Hellraisers Journal – Wednesday November 13, 1901
Mother Jones News Round-Up for October 1901, Part II
Found in New Jersey, Pennsylvania and West Virginia

From the New York Evening World of October 28, 1901:

“MOTHER” JONES TO SPEAK TO THRONGS
———————-

GREAT TURNOUT EXPECTED IN PATERSON TO-NIGHT.
——-
Unionists of All Trades Are Invited to Hear
the Famous Labor Agitator.

——-

Mother Jones, Drawing, SDH p4, Mar 9, 1901

A great gathering of silk weavers and other factory workers is expected to-night at Apollo Hall in Paterson, where “Mother” Jones, the famous Pennsylvania labor agitator, will deliver an address on the advantages of unionism.

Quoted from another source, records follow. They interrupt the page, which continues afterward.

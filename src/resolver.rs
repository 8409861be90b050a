use crate::{
    calendar::{normalize_year, validate_date, validate_normalized},
    error::{DateError, InputError},
    variation::create_all_variations,
};
use chrono::{Datelike, NaiveDate};
use core::{
    fmt::{self, Display},
    str::FromStr,
};
use std::{
    collections::{btree_set, BTreeSet},
    num::IntErrorKind,
};

/// Separator between the three numbers of an ambiguous date.
pub const RAW_SEPARATOR: char = '/';

/// Three integers in the order they appeared in the input, with no role assigned yet.
///
/// # Examples
///
/// ```
/// use date_resolver::RawTriple;
///
/// let raw: RawTriple = "12/10/01".parse().unwrap();
/// assert_eq!([12, 10, 1], raw.values());
/// ```
#[derive(Debug, Clone, Copy, PartialEq, Eq, Hash)]
pub struct RawTriple {
    values: [i64; 3],
}

impl RawTriple {
    /// Creates a triple from three numbers in input order.
    pub fn new(first: i64, second: i64, third: i64) -> Self {
        Self {
            values: [first, second, third],
        }
    }

    /// Returns the numbers in input order.
    pub fn values(&self) -> [i64; 3] {
        self.values
    }

    /// Returns every (year, month, day) reading of this triple.
    pub fn variations(&self) -> [[i64; 3]; 6] {
        let [a, b, c] = self.values;
        create_all_variations(a, b, c)
    }
}

impl FromStr for RawTriple {
    type Err = InputError;

    /// Parses `A/B/C` where each part is a base-10 integer, optionally signed. Whitespace around
    /// each part (such as a trailing newline) is ignored.
    ///
    /// Integers too large for `i64` saturate to `i64::MAX` or `i64::MIN`. Neither can be a year,
    /// month, or day, so such input resolves as illegal rather than malformed.
    fn from_str(s: &str) -> Result<Self, Self::Err> {
        let tokens: Vec<&str> = s.split(RAW_SEPARATOR).map(str::trim).collect();

        let numbers = tokens
            .iter()
            .copied()
            .map(parse_integer)
            .collect::<Result<Vec<_>, _>>()?;

        match numbers[..] {
            [first, second, third] => Ok(Self::new(first, second, third)),
            _ => Err(InputError::WrongTokenCount {
                found: numbers.len(),
            }),
        }
    }
}

fn parse_integer(token: &str) -> Result<i64, InputError> {
    token.parse::<i64>().or_else(|e| match e.kind() {
        IntErrorKind::PosOverflow => Ok(i64::MAX),
        IntErrorKind::NegOverflow => Ok(i64::MIN),
        _ => Err(InputError::NotAnInteger {
            token: token.to_owned(),
        }),
    })
}

/// A valid (year, month, day) reading of a [RawTriple].
///
/// The year is always in `0..=2999`, the month in `1..=12`, and the day exists in that month.
/// Ordering is lexicographic over (year, month, day), so the smallest candidate is the earliest
/// date. Displays as `YYYY-MM-DD`.
#[derive(Debug, Clone, Copy, PartialEq, Eq, PartialOrd, Ord, Hash)]
pub struct CandidateDate {
    year: i64,
    month: u8,
    day: u8,
}

impl CandidateDate {
    /// Reads the values as (year, month, day), applying two-digit-year normalization first.
    /// Returns `None` if the result is not a valid date.
    ///
    /// ```
    /// use date_resolver::CandidateDate;
    ///
    /// let date = CandidateDate::new(1, 10, 12).unwrap();
    /// assert_eq!("2001-10-12", date.to_string());
    /// assert!(CandidateDate::new(2001, 2, 29).is_none());
    /// ```
    pub fn new(year: i64, month: i64, day: i64) -> Option<Self> {
        Self::from_normalized(normalize_year(year), month, day)
    }

    fn from_normalized(year: i64, month: i64, day: i64) -> Option<Self> {
        if !validate_normalized(year, month, day) {
            return None;
        }
        Some(Self {
            year,
            month: u8::try_from(month).ok()?,
            day: u8::try_from(day).ok()?,
        })
    }

    /// The year, already normalized.
    pub fn year(&self) -> i64 {
        self.year
    }

    /// The month, `1..=12`.
    pub fn month(&self) -> u8 {
        self.month
    }

    /// The day of the month, starting at 1.
    pub fn day(&self) -> u8 {
        self.day
    }

    /// Converts into a chrono [NaiveDate].
    pub fn to_naive_date(&self) -> Option<NaiveDate> {
        NaiveDate::from_ymd_opt(
            i32::try_from(self.year).ok()?,
            u32::from(self.month),
            u32::from(self.day),
        )
    }
}

impl Display for CandidateDate {
    fn fmt(&self, f: &mut fmt::Formatter<'_>) -> fmt::Result {
        write!(f, "{:04}-{:02}-{:02}", self.year, self.month, self.day)
    }
}

impl FromStr for CandidateDate {
    type Err = DateError;

    /// Parses a canonical `YYYY-MM-DD` date. The parts are taken as (year, month, day) as-is:
    /// no reordering and no two-digit-year normalization.
    fn from_str(s: &str) -> Result<Self, Self::Err> {
        let date = NaiveDate::parse_from_str(s.trim(), "%Y-%m-%d")?;
        let (year, month, day) = (
            i64::from(date.year()),
            i64::from(date.month()),
            i64::from(date.day()),
        );
        Self::from_normalized(year, month, day).ok_or(DateError::OutOfRange { year, month, day })
    }
}

/// Every valid reading of a [RawTriple], kept in date order.
///
/// Readings that coincide (when the input repeats a number) are stored once.
#[derive(Debug, Clone, Default, PartialEq, Eq)]
pub struct CandidateSet {
    dates: BTreeSet<CandidateDate>,
}

impl CandidateSet {
    /// Tries all 6 orderings of `raw` as (year, month, day) and keeps the valid ones.
    pub fn from_raw(raw: &RawTriple) -> Self {
        let dates = raw
            .variations()
            .into_iter()
            .filter_map(|[year, month, day]| {
                if !validate_date(year, month, day) {
                    tracing::debug!(year, month, day, "rejected variation");
                    return None;
                }
                let candidate = CandidateDate::new(year, month, day);
                tracing::debug!(year, month, day, ?candidate, "accepted variation");
                candidate
            })
            .collect();

        Self { dates }
    }

    /// The earliest candidate, or `None` if no ordering was valid.
    pub fn earliest(&self) -> Option<CandidateDate> {
        self.dates.first().copied()
    }

    /// Number of distinct valid readings.
    pub fn len(&self) -> usize {
        self.dates.len()
    }

    /// Returns true if no ordering was valid.
    pub fn is_empty(&self) -> bool {
        self.dates.is_empty()
    }

    /// Iterates the candidates from earliest to latest.
    pub fn iter(&self) -> btree_set::Iter<'_, CandidateDate> {
        self.dates.iter()
    }
}

impl<'a> IntoIterator for &'a CandidateSet {
    type Item = &'a CandidateDate;
    type IntoIter = btree_set::Iter<'a, CandidateDate>;

    fn into_iter(self) -> Self::IntoIter {
        self.iter()
    }
}

/// Returns the smallest of `dates` under lexicographic (year, month, day) ordering, or `None` if
/// there are none.
///
/// This works on any ordered value, so plain `[year, month, day]` arrays can be compared without
/// being validated first.
///
/// ```
/// use date_resolver::earliest_date;
///
/// let dates = [[2001, 12, 21], [2050, 1, 12], [2001, 11, 31]];
/// assert_eq!(Some([2001, 11, 31]), earliest_date(dates));
/// ```
pub fn earliest_date<T, I>(dates: I) -> Option<T>
where
    T: Ord,
    I: IntoIterator<Item = T>,
{
    dates.into_iter().min()
}

/// Returns the earliest valid (year, month, day) reading of the three numbers, in any order.
///
/// ```
/// use date_resolver::resolve;
///
/// assert_eq!("2000-01-31", resolve(31, 0, 1).unwrap().to_string());
/// assert!(resolve(31, 31, 31).is_none());
/// ```
pub fn resolve(first: i64, second: i64, third: i64) -> Option<CandidateDate> {
    let resolved = CandidateSet::from_raw(&RawTriple::new(first, second, third)).earliest();
    tracing::debug!(first, second, third, ?resolved, "resolved");
    resolved
}

/// Outcome of resolving well-formed input.
#[derive(Debug, Clone, PartialEq, Eq)]
pub enum Resolution {
    /// At least one ordering was valid; holds the earliest.
    Resolved(CandidateDate),
    /// No ordering was valid; holds the input text, trimmed.
    Illegal {
        /// The input as given, without surrounding whitespace.
        raw: String,
    },
}

impl Resolution {
    /// Returns the resolved date, if any.
    pub fn date(&self) -> Option<CandidateDate> {
        match self {
            Resolution::Resolved(date) => Some(*date),
            Resolution::Illegal { .. } => None,
        }
    }
}

impl Display for Resolution {
    /// Either `YYYY-MM-DD`, or `<input> is illegal`.
    fn fmt(&self, f: &mut fmt::Formatter<'_>) -> fmt::Result {
        match self {
            Resolution::Resolved(date) => write!(f, "{date}"),
            Resolution::Illegal { raw } => write!(f, "{raw} is illegal"),
        }
    }
}

/// Parses `A/B/C` text and resolves it.
///
/// # Errors
///
/// - If the text is not three `/`-separated integers, returns an [InputError].
pub fn resolve_str(input: &str) -> Result<Resolution, InputError> {
    let raw: RawTriple = input.parse()?;
    let [first, second, third] = raw.values();

    Ok(match resolve(first, second, third) {
        Some(date) => Resolution::Resolved(date),
        None => Resolution::Illegal {
            raw: input.trim().to_owned(),
        },
    })
}

/// Resolves `A/B/C` text into the line to show a user: `YYYY-MM-DD` or `<input> is illegal`.
///
/// Malformed input is logged as a warning and yields `None`.
///
/// ```
/// use date_resolver::date;
///
/// assert_eq!(Some("2001-10-12".to_string()), date("12/10/01"));
/// assert_eq!(Some("31/31/31 is illegal".to_string()), date("31/31/31"));
/// assert_eq!(None, date("a/31/31"));
/// ```
pub fn date(input: &str) -> Option<String> {
    match resolve_str(input) {
        Ok(resolution) => Some(resolution.to_string()),
        Err(e) => {
            tracing::warn!(error = %e, "Wrong input data");
            None
        }
    }
}

#[cfg(test)]
mod tests {
    use super::*;
    use rstest::*;

    #[rstest]
    #[case("31/0/1", "2000-01-31")]
    #[case("12/10/01", "2001-10-12")]
    #[case("31/31/31", "31/31/31 is illegal")]
    #[case("1/2/3", "2001-02-03")]
    #[case("2024/2/29", "2024-02-29")]
    #[case("2023/2/29", "2023/2/29 is illegal")]
    #[case("29/2/2023", "29/2/2023 is illegal")]
    #[case("2999/12/31", "2999-12-31")]
    #[case("3000/1/1", "3000/1/1 is illegal")]
    #[case("30/1/1", "2001-01-30")]
    #[case("12/10/01\n", "2001-10-12")]
    #[case(" 31 / 31 / 31 \n", "31 / 31 / 31 is illegal")]
    #[case("+5/-1/12", "1999-05-12")]
    #[case("99999999999999999999/1/1", "99999999999999999999/1/1 is illegal")]
    #[case("1/-99999999999999999999/12", "1/-99999999999999999999/12 is illegal")]
    fn test_date(#[case] input: &str, #[case] expected: &str) {
        assert_eq!(Some(expected.to_string()), date(input));
    }

    #[rstest]
    #[case("a/31/31")]
    #[case("31/31")]
    #[case("1/2/3/4")]
    #[case("")]
    #[case("1.5/2/3")]
    fn test_date_malformed(#[case] input: &str) {
        assert_eq!(None, date(input));
    }

    #[test]
    fn test_raw_triple_errors() {
        assert_eq!(
            Err(InputError::NotAnInteger {
                token: "a".to_string()
            }),
            "a/31/31".parse::<RawTriple>()
        );
        assert_eq!(
            Err(InputError::WrongTokenCount { found: 2 }),
            "31/31".parse::<RawTriple>()
        );
        assert_eq!(
            Err(InputError::WrongTokenCount { found: 4 }),
            "1/2/3/4".parse::<RawTriple>()
        );
    }

    #[test]
    fn test_raw_triple_saturates_overflow() {
        let raw: RawTriple = "99999999999999999999/-99999999999999999999/7"
            .parse()
            .unwrap();
        assert_eq!([i64::MAX, i64::MIN, 7], raw.values());
        assert!(CandidateSet::from_raw(&raw).is_empty());
    }

    #[test]
    fn test_raw_triple_keeps_input_order() {
        let raw: RawTriple = "31/0/1".parse().unwrap();
        assert_eq!([31, 0, 1], raw.values());
        assert_eq!([31, 0, 1], raw.variations()[0]);
    }

    #[test]
    fn test_earliest_date_unvalidated() {
        let dates = vec![[2001, 12, 21], [2050, 1, 12], [2001, 11, 31]];
        assert_eq!(Some([2001, 11, 31]), earliest_date(dates));
    }

    #[test]
    fn test_earliest_date_empty() {
        assert_eq!(None, earliest_date(Vec::<[i64; 3]>::new()));
    }

    #[test]
    fn test_earliest_date_is_lexicographic() {
        // month is compared before day, and as a number
        let dates = [
            CandidateDate::new(2001, 12, 1).unwrap(),
            CandidateDate::new(2001, 2, 28).unwrap(),
            CandidateDate::new(2001, 10, 5).unwrap(),
        ];
        assert_eq!(Some(dates[1]), earliest_date(dates));
    }

    #[test]
    fn test_candidate_set_all_readings() {
        let set = CandidateSet::from_raw(&RawTriple::new(12, 10, 1));
        let dates: Vec<String> = set.iter().map(|d| d.to_string()).collect();
        assert_eq!(
            vec![
                "2001-10-12",
                "2001-12-10",
                "2010-01-12",
                "2010-12-01",
                "2012-01-10",
                "2012-10-01",
            ],
            dates
        );
        assert_eq!(earliest_date(&set).copied(), set.earliest());
    }

    #[test]
    fn test_candidate_set_collapses_duplicates() {
        let set = CandidateSet::from_raw(&RawTriple::new(5, 5, 5));
        assert_eq!(1, set.len());
        assert_eq!("2005-05-05", set.earliest().unwrap().to_string());
    }

    #[test]
    fn test_candidate_set_empty() {
        let set = CandidateSet::from_raw(&RawTriple::new(31, 31, 31));
        assert!(set.is_empty());
        assert_eq!(None, set.earliest());
    }

    #[test]
    fn test_candidate_year_is_normalized() {
        let date = CandidateDate::new(0, 1, 31).unwrap();
        assert_eq!(2000, date.year());
        assert_eq!(1, date.month());
        assert_eq!(31, date.day());
        assert_eq!("2000-01-31", date.to_string());
    }

    #[test]
    fn test_candidate_zero_pads_year() {
        let date = CandidateDate::new(100, 3, 4).unwrap();
        assert_eq!("0100-03-04", date.to_string());
    }

    #[rstest]
    #[case("31/0/1")]
    #[case("12/10/01")]
    #[case("1/2/3")]
    #[case("2024/2/29")]
    #[case("100/1/1")]
    fn test_canonical_form_is_idempotent(#[case] input: &str) {
        let resolved = resolve_str(input).unwrap().date().unwrap();
        let reparsed: CandidateDate = resolved.to_string().parse().unwrap();
        assert_eq!(resolved, reparsed);
        assert_eq!(resolved.to_string(), reparsed.to_string());
    }

    #[test]
    fn test_candidate_from_str_errors() {
        assert!(matches!(
            "2021-02-30".parse::<CandidateDate>(),
            Err(DateError::Unparseable(_))
        ));
        assert_eq!(
            Err(DateError::OutOfRange {
                year: 3000,
                month: 1,
                day: 1
            }),
            "3000-01-01".parse::<CandidateDate>()
        );
    }

    #[test]
    fn test_to_naive_date() {
        let date = resolve(12, 10, 1).unwrap();
        assert_eq!(NaiveDate::from_ymd_opt(2001, 10, 12), date.to_naive_date());
    }

    #[test]
    fn test_resolution_display() {
        let illegal = resolve_str("31/31/31").unwrap();
        assert_eq!(None, illegal.date());
        assert_eq!("31/31/31 is illegal", illegal.to_string());

        let resolved = resolve_str("31/0/1").unwrap();
        assert_eq!(CandidateDate::new(2000, 1, 31), resolved.date());
    }
}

Although she comes here at the special invitation of the silk workers, the members of all other trades are invited to attend the meeting, and a great turnout of factory hands is looked for.

Daniel Teevan, the labor leader, has returned to Paterson, after having accompanied “Mother” Jones in her tour through the upper part of New Jersey.

He reports she was well received every where, and at Phillipsburg, Summit and Sterling she addressed large and enthusiastic meetings.

After leaving Paterson “Mother” Jones will go to Hazleton, where she will speak on Tuesday.